Keeping many Debian servers up to date with apt-proxy

Posted by kgfullerton on Mon 23 Jan 2006 at 14:10

Maybe, like me, you've got more than one Debian box on your network - either at home or at work and you want to keep them up to date with apt but are on a slow link or metered bandwidth? If so, apt-proxy could be the answer for you.

apt-proxy is a Python based daemon that caches all apt requests that go through it, and stores a copy of the files locally, so you only need to download a copy of the .deb via apt once.

Installation is simple - just run

apt-get install apt-proxy
on the machine you want as your proxy server.
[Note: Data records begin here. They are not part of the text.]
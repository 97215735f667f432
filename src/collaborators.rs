//! Upstream collaborator interfaces named in §6 as "not implemented by the
//! core, consumed as interfaces": path mapping, recording listing/deletion,
//! resume state, and authentication. The core crate only needs trait
//! objects to call through; the receiver-side implementations live outside
//! this crate. A minimal local-filesystem-backed implementation is provided
//! so the crate is runnable standalone against a plain recordings directory.

use std::path::{Path, PathBuf};

use async_trait::async_trait;
use serde::Serialize;

use crate::error::AppError;
use crate::id_codec::ServiceRef;

/// `PathMapper.resolveLocal(receiverPath) -> (localPath, ok)`.
pub trait PathMapper: Send + Sync {
    fn resolve_local(&self, receiver_path: &str) -> Option<PathBuf>;
}

/// Maps receiver paths onto themselves, for deployments where the build
/// engine shares a filesystem with the receiver (the common case named in
/// §1's overview).
pub struct IdentityPathMapper;

impl PathMapper for IdentityPathMapper {
    fn resolve_local(&self, receiver_path: &str) -> Option<PathBuf> {
        let path = PathBuf::from(receiver_path);
        path.exists().then_some(path)
    }
}

#[derive(Debug, Clone, Serialize)]
pub struct RecordingEntry {
    pub service_ref: String,
    pub name: String,
    pub size_bytes: u64,
}

#[derive(Debug, Clone, Serialize, Default)]
pub struct RecordingListing {
    pub movies: Vec<RecordingEntry>,
    pub bookmarks: Vec<RecordingEntry>,
}

/// `RecordingSource.list/delete`.
#[async_trait]
pub trait RecordingSource: Send + Sync {
    async fn list(&self, path: &str) -> Result<RecordingListing, AppError>;
    async fn delete(&self, service_ref: &ServiceRef) -> Result<(), AppError>;
}

/// Lists a plain directory tree as "movies", grounded in nothing more than
/// `std::fs::read_dir` — a stand-in for the real receiver-backed listing
/// collaborator.
pub struct LocalFsRecordingSource {
    pub root: PathBuf,
}

#[async_trait]
impl RecordingSource for LocalFsRecordingSource {
    async fn list(&self, path: &str) -> Result<RecordingListing, AppError> {
        let dir = self.root.join(path.trim_start_matches('/'));
        let mut movies = Vec::new();
        let entries = std::fs::read_dir(&dir)
            .map_err(|e| AppError::Internal(format!("failed to list {}: {e}", dir.display())))?;
        for entry in entries.flatten() {
            let meta = match entry.metadata() {
                Ok(m) => m,
                Err(_) => continue,
            };
            if !meta.is_file() {
                continue;
            }
            let full_path = entry.path();
            movies.push(RecordingEntry {
                service_ref: format!("1:0:1:0:0:0:0:0:0:{}", full_path.display()),
                name: entry.file_name().to_string_lossy().to_string(),
                size_bytes: meta.len(),
            });
        }
        Ok(RecordingListing {
            movies,
            bookmarks: Vec::new(),
        })
    }

    async fn delete(&self, service_ref: &ServiceRef) -> Result<(), AppError> {
        let path = Path::new(service_ref.file_path());
        std::fs::remove_file(path)
            .map_err(|e| AppError::Internal(format!("failed to delete {}: {e}", path.display())))
    }
}

#[derive(Debug, Clone, Serialize, Default)]
pub struct ResumeState {
    pub position_seconds: f64,
}

/// `ResumeStore.get/put(principalID, recordingID, state)`.
#[async_trait]
pub trait ResumeStore: Send + Sync {
    async fn get(&self, principal_id: &str, recording_id: &str) -> Option<ResumeState>;
    async fn put(&self, principal_id: &str, recording_id: &str, state: ResumeState);
}

/// In-memory resume store; real deployments back this with the receiver's
/// own per-user state.
#[derive(Default)]
pub struct InMemoryResumeStore {
    inner: dashmap::DashMap<(String, String), ResumeState>,
}

#[async_trait]
impl ResumeStore for InMemoryResumeStore {
    async fn get(&self, principal_id: &str, recording_id: &str) -> Option<ResumeState> {
        self.inner
            .get(&(principal_id.to_string(), recording_id.to_string()))
            .map(|r| r.clone())
    }

    async fn put(&self, principal_id: &str, recording_id: &str, state: ResumeState) {
        self.inner
            .insert((principal_id.to_string(), recording_id.to_string()), state);
    }
}

#[derive(Debug, Clone)]
pub struct Principal {
    pub id: String,
    pub token: String,
}

/// `Auth.principal(ctx) -> principal|nil`.
pub trait Auth: Send + Sync {
    fn principal(&self, token: Option<&str>) -> Option<Principal>;
}

/// Accepts any non-empty bearer token as a principal of the same name. A
/// stand-in for whatever session/token scheme the receiver actually uses.
pub struct TokenEchoAuth;

impl Auth for TokenEchoAuth {
    fn principal(&self, token: Option<&str>) -> Option<Principal> {
        let token = token?;
        if token.is_empty() {
            return None;
        }
        Some(Principal {
            id: token.to_string(),
            token: token.to_string(),
        })
    }
}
After installation is complete you'll have a daemon listening on port 9999.

Packages downloaded are stored in /var/cache/apt-proxy by default, but this and many other options, including the servers to use to download from, can be changed in the config file /etc/apt-proxy/apt-proxy-v2.conf - you can change the port and the interface that apt-proxy listens on.

The only change left is to change your /etc/apt/sources.list on all Debian machines and change them to look at http://$APT_PROXY_MACHINE:9999/debian.

Now, the next apt-get update and apt-get upgrade should be fast for the rest of the machines on your network.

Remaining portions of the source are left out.